Review by Amy C. Earls
The Vanished Landscape: A 1930s Childhood in the Potteries

Paul Johnson. The Vanished Landscape: A 1930s Childhood in the Potteries. London: Weidenfeld and Nicolson, 2004. 200 pp.; 18 bw pen-and-wash illus. by the author. £16.99 (hardcover).

How could I resist a book by noted historian Paul Johnson about growing up in Staffordshire? Johnson’s account of life in Tunstall in the 1930s is not about potters, pottery, or potteries, although these provide local color to his affectionate sketches of the interwar Staffordshire scene. Although written by a historian, the book is not about how or why the industrial landscape vanished, either. Rather, this is a tribute to a traditional potteries way of life on the verge of modernization.[1]
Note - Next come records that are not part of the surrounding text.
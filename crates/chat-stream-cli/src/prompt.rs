use std::io::Write;

use tokio::io::{AsyncBufRead, AsyncBufReadExt as _, Lines};

/// What the user asked for in one turn, before images are loaded.
#[derive(Debug, Clone, PartialEq, Eq)]
pub struct TurnInput {
    /// Image sources (paths or URLs) in the order they were entered.
    pub images: Vec<String>,
    pub text: String,
}

/// Line-oriented interactive prompts.
///
/// Every question is printed to `out`; answers are read one line at a time and
/// trimmed. End of input ends the conversation.
pub struct Prompter<R, W> {
    lines: Lines<R>,
    out: W,
}

impl<R, W> Prompter<R, W>
where
    R: AsyncBufRead + Unpin,
    W: Write,
{
    pub fn new(reader: R, out: W) -> Self {
        Self {
            lines: reader.lines(),
            out,
        }
    }

    /// Writer the prompts go to, also used for assistant output.
    pub fn out(&mut self) -> &mut W {
        &mut self.out
    }

    pub fn into_out(self) -> W {
        self.out
    }

    async fn ask(&mut self, question: &str) -> std::io::Result<Option<String>> {
        write!(self.out, "\n{question}")?;
        self.out.flush()?;
        Ok(self
            .lines
            .next_line()
            .await?
            .map(|line| line.trim().to_string()))
    }

    fn say(&mut self, message: &str) -> std::io::Result<()> {
        writeln!(self.out, "{message}")
    }

    /// Asks for the next turn. Returns `None` at end of input.
    pub async fn next_input(&mut self) -> std::io::Result<Option<TurnInput>> {
        loop {
            let Some(choice) = self
                .ask("Choose your message type - Text (enter 1) or Image (enter 2): ")
                .await?
            else {
                return Ok(None);
            };
            match choice.as_str() {
                "1" => {
                    let Some(text) = self.ask_non_empty("Enter your message: ").await? else {
                        return Ok(None);
                    };
                    return Ok(Some(TurnInput {
                        images: Vec::new(),
                        text,
                    }));
                }
                "2" => return self.image_input().await,
                _ => self.say("invalid option. enter 1 or 2.")?,
            }
        }
    }

    async fn image_input(&mut self) -> std::io::Result<Option<TurnInput>> {
        let mut images = Vec::new();
        loop {
            let Some(source) = self
                .ask_non_empty("Enter the image source (local path or url): ")
                .await?
            else {
                return Ok(None);
            };
            images.push(source);

            loop {
                let Some(answer) = self
                    .ask("Would you like to add more images? enter yes or no: ")
                    .await?
                else {
                    return Ok(None);
                };
                match answer.to_ascii_lowercase().as_str() {
                    "yes" | "y" => break,
                    "no" | "n" => {
                        let Some(text) = self
                            .ask_non_empty("What would you like to ask about the image(s)? : ")
                            .await?
                        else {
                            return Ok(None);
                        };
                        return Ok(Some(TurnInput { images, text }));
                    }
                    _ => self.say("invalid option. enter yes or no.")?,
                }
            }
        }
    }

    async fn ask_non_empty(&mut self, question: &str) -> std::io::Result<Option<String>> {
        loop {
            match self.ask(question).await? {
                None => return Ok(None),
                Some(answer) if answer.is_empty() => self.say("input must not be empty.")?,
                Some(answer) => return Ok(Some(answer)),
            }
        }
    }
}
As the son of the Burslem art school headmaster (“Willy”) and his wife (unnamed), Johnson’s middle-class perspective complements the better-known Staffordshire voices of Arnold Bennett (b. 1867), with his grim-smile ironic view of the “Five Towns,” or Charles Shaw, a mold runner and handle maker in Tunstall from ages seven to ten in the 1830s.[2] Johnson’s account begins at age three and ends seven years later with the beginning of World War II. His memories are in rough chronological order, with topics ranging from cinema to park to countryside and beyond, and emphasize the social institutions that maintained the status quo—home, school, chapel, and work.
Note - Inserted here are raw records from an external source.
//! Stream aggregation: turns decoded frames into a live text feed and one
//! finalized response.

use bytes::Bytes;
use futures::StreamExt as _;
use tracing::{debug, warn};

use crate::content::{Role, Turn};
use crate::errors::{HarnessError, ProviderError};
use crate::event::{StreamRecord, decode_frame};

/// Token accounting reported by the model.
#[derive(Clone, Copy, Debug, Default, PartialEq, Eq, serde::Serialize, serde::Deserialize)]
pub struct Usage {
    pub input_tokens: u32,
    pub output_tokens: u32,
}

/// Final result of one streamed turn.
#[derive(Clone, Debug, PartialEq, Eq, serde::Serialize, serde::Deserialize)]
pub struct ChatResponse {
    /// Identifier from the first `message_start`, empty if none arrived.
    pub id: String,
    /// Model reported by the first `message_start`, empty if none arrived.
    pub model: String,
    pub role: Role,
    /// Every content delta, concatenated in arrival order.
    pub text: String,
    /// Stop reason from the last `message_delta`.
    pub stop_reason: Option<String>,
    pub usage: Usage,
}

impl ChatResponse {
    /// Converts the response into the assistant turn appended to a transcript.
    pub fn into_turn(self) -> Turn {
        Turn::assistant_text(self.text)
    }
}

/// Running state of one streamed turn.
///
/// Owned by a single aggregation; discarded once finished or on error.
#[derive(Debug, Default)]
pub struct StreamAggregator {
    id: Option<String>,
    model: String,
    text: String,
    stop_reason: Option<String>,
    usage: Usage,
    fragments: u64,
}

impl StreamAggregator {
    pub fn new() -> Self {
        Self::default()
    }

    /// Folds one record into the state.
    pub fn apply(&mut self, record: StreamRecord) {
        match record {
            StreamRecord::MessageStart {
                id,
                model,
                input_tokens,
            } => {
                if let Some(existing) = &self.id {
                    warn!(first = %existing, repeated = %id, "repeated message_start ignored");
                    return;
                }
                debug!(message_id = %id, input_tokens, "message started");
                self.id = Some(id);
                self.model = model;
                self.usage.input_tokens = input_tokens;
            }
            StreamRecord::ContentDelta { text } => {
                self.fragments = self.fragments.saturating_add(1);
                self.text.push_str(&text);
            }
            StreamRecord::MessageDelta {
                stop_reason,
                output_tokens,
            } => {
                debug!(stop_reason = ?stop_reason, output_tokens, "message delta");
                self.stop_reason = stop_reason;
                self.usage.output_tokens = output_tokens;
            }
            StreamRecord::Unknown { tag } => {
                debug!(tag = %tag, "unknown event tag");
            }
        }
    }

    /// Decodes one frame and folds it into the state.
    ///
    /// Returns the fragment carried by a content delta so the caller can show
    /// it; every other kind yields `None`. Both the inline and the channel
    /// based runners go through here, so they fail the same way.
    pub fn apply_frame(&mut self, frame: &[u8]) -> Result<Option<String>, HarnessError> {
        let record = decode_frame(frame)?;
        let fragment = match &record {
            StreamRecord::ContentDelta { text } => Some(text.clone()),
            _ => None,
        };
        self.apply(record);
        Ok(fragment)
    }

    /// Text accumulated so far.
    pub fn text(&self) -> &str {
        &self.text
    }

    /// Number of content deltas applied so far.
    pub fn fragments(&self) -> u64 {
        self.fragments
    }

    /// Snapshots the state into the finalized response.
    pub fn finish(self) -> ChatResponse {
        ChatResponse {
            id: self.id.unwrap_or_default(),
            model: self.model,
            role: Role::Assistant,
            text: self.text,
            stop_reason: self.stop_reason,
            usage: self.usage,
        }
    }
}

/// Consumes a frame stream to its end.
///
/// `on_fragment` is called with each content delta, in arrival order, before
/// the next frame is read. Frames without a `type` are skipped like any other
/// unknown kind. A source error or an undecodable frame stops the
/// stream and is returned; the partial response is dropped.
pub async fn aggregate<S, F>(frames: S, mut on_fragment: F) -> Result<ChatResponse, HarnessError>
where
    S: futures::Stream<Item = Result<Bytes, ProviderError>>,
    F: FnMut(&str),
{
    let mut frames = std::pin::pin!(frames);
    let mut aggregator = StreamAggregator::new();
    while let Some(frame) = frames.next().await {
        if let Some(fragment) = aggregator.apply_frame(&frame?)? {
            on_fragment(&fragment);
        }
    }
    debug!(fragments = aggregator.fragments(), "frame stream closed");
    Ok(aggregator.finish())
}

#[cfg(test)]
mod tests {
    use super::*;
    use crate::errors::DecodeError;
    use futures::stream;

    fn frame(value: serde_json::Value) -> Result<Bytes, ProviderError> {
        Ok(Bytes::from(value.to_string()))
    }

    fn start(id: &str, input_tokens: u32) -> Result<Bytes, ProviderError> {
        frame(serde_json::json!({
            "type": "message_start",
            "message": {"id": id, "model": "claude-test", "usage": {"input_tokens": input_tokens}}
        }))
    }

    fn delta(text: &str) -> Result<Bytes, ProviderError> {
        frame(serde_json::json!({
            "type": "content_block_delta",
            "index": 0,
            "delta": {"type": "text_delta", "text": text}
        }))
    }

    fn stop(reason: &str, output_tokens: u32) -> Result<Bytes, ProviderError> {
        frame(serde_json::json!({
            "type": "message_delta",
            "delta": {"stop_reason": reason},
            "usage": {"output_tokens": output_tokens}
        }))
    }

    fn unknown(tag: &str) -> Result<Bytes, ProviderError> {
        frame(serde_json::json!({"type": tag}))
    }

    async fn run(
        frames: Vec<Result<Bytes, ProviderError>>,
    ) -> (Result<ChatResponse, HarnessError>, Vec<String>) {
        let mut seen = Vec::new();
        let result = aggregate(stream::iter(frames), |text| seen.push(text.to_string())).await;
        (result, seen)
    }

    #[tokio::test]
    async fn hello_scenario_streams_and_finalizes() {
        let (result, seen) = run(vec![
            start("m1", 5),
            delta("Hel"),
            delta("lo"),
            stop("end_turn", 2),
        ])
        .await;
        assert_eq!(seen, vec!["Hel", "lo"]);
        assert_eq!(
            result.expect("response"),
            ChatResponse {
                id: "m1".into(),
                model: "claude-test".into(),
                role: Role::Assistant,
                text: "Hello".into(),
                stop_reason: Some("end_turn".into()),
                usage: Usage {
                    input_tokens: 5,
                    output_tokens: 2,
                },
            }
        );
    }

    #[tokio::test]
    async fn every_delta_reaches_the_sink_in_order() {
        let texts: Vec<String> = (0..50).map(|i| format!("<{i}>")).collect();
        let frames = texts.iter().map(|t| delta(t)).collect();
        let (result, seen) = run(frames).await;
        assert_eq!(seen, texts);
        assert_eq!(result.expect("response").text, texts.concat());
    }

    #[tokio::test]
    async fn empty_deltas_still_invoke_the_sink() {
        let (result, seen) = run(vec![delta("a"), delta(""), delta("b")]).await;
        assert_eq!(seen, vec!["a", "", "b"]);
        assert_eq!(result.expect("response").text, "ab");
    }

    #[tokio::test]
    async fn unknown_frames_do_not_change_the_result() {
        let plain = vec![start("m1", 3), delta("x"), delta("y"), stop("max_tokens", 9)];
        let noisy = vec![
            unknown("ping"),
            start("m1", 3),
            unknown("content_block_start"),
            delta("x"),
            unknown("ping"),
            delta("y"),
            unknown("content_block_stop"),
            stop("max_tokens", 9),
            unknown("message_stop"),
        ];
        let (plain_result, plain_seen) = run(plain).await;
        let (noisy_result, noisy_seen) = run(noisy).await;
        assert_eq!(plain_result.expect("plain"), noisy_result.expect("noisy"));
        assert_eq!(plain_seen, noisy_seen);
    }

    #[tokio::test]
    async fn untyped_frame_mid_stream_is_skipped() {
        let (result, seen) = run(vec![
            delta("Hel"),
            frame(serde_json::json!({"index": 0})),
            delta("lo"),
        ])
        .await;
        assert_eq!(seen, vec!["Hel", "lo"]);
        assert_eq!(result.expect("response").text, "Hello");
    }

    #[tokio::test]
    async fn first_start_and_last_delta_win() {
        let (result, _) = run(vec![
            start("first", 1),
            stop("max_tokens", 4),
            start("second", 7),
            stop("end_turn", 6),
        ])
        .await;
        let response = result.expect("response");
        assert_eq!(response.id, "first");
        assert_eq!(response.usage.input_tokens, 1);
        assert_eq!(response.stop_reason.as_deref(), Some("end_turn"));
        assert_eq!(response.usage.output_tokens, 6);
    }

    #[tokio::test]
    async fn malformed_frame_fails_the_whole_stream() {
        let (result, seen) = run(vec![
            start("m1", 5),
            delta("partial"),
            Ok(Bytes::from_static(b"{not json")),
            delta("never"),
        ])
        .await;
        assert_eq!(seen, vec!["partial"]);
        assert!(matches!(
            result,
            Err(HarnessError::Decode(DecodeError::Malformed { .. }))
        ));
    }

    #[tokio::test]
    async fn source_error_stops_iteration() {
        let (result, seen) = run(vec![
            delta("a"),
            Err(ProviderError::transport("fake", "connection reset")),
            delta("b"),
        ])
        .await;
        assert_eq!(seen, vec!["a"]);
        assert!(matches!(
            result,
            Err(HarnessError::Provider(ProviderError::Transport { .. }))
        ));
    }

    #[tokio::test]
    async fn empty_stream_finalizes_empty_response() {
        let (result, seen) = run(Vec::new()).await;
        assert!(seen.is_empty());
        let response = result.expect("response");
        assert_eq!(response.id, "");
        assert_eq!(response.text, "");
        assert_eq!(response.stop_reason, None);
        assert_eq!(response.usage, Usage::default());
    }

    #[test]
    fn response_becomes_assistant_turn() {
        let mut aggregator = StreamAggregator::new();
        aggregator.apply(StreamRecord::ContentDelta { text: "hi".into() });
        assert_eq!(aggregator.text(), "hi");
        let turn = aggregator.finish().into_turn();
        assert_eq!(turn.role(), Role::Assistant);
        assert_eq!(turn.text(), "hi");
    }
}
Little Paul seems to have shared his artistic father’s strong visual sense, memorizing and copying book illustrations and prints, such as Nelson dying at Trafalgar, before he could read. Gazing down on the clutter of potbanks and dwellings at night from his attic bedroom, Paul was fascinated by the variety of fires and their reflections in the dark waters of “the Sytch,” a stygian stretch of furnaces and polluted waste along the Scotia River valley.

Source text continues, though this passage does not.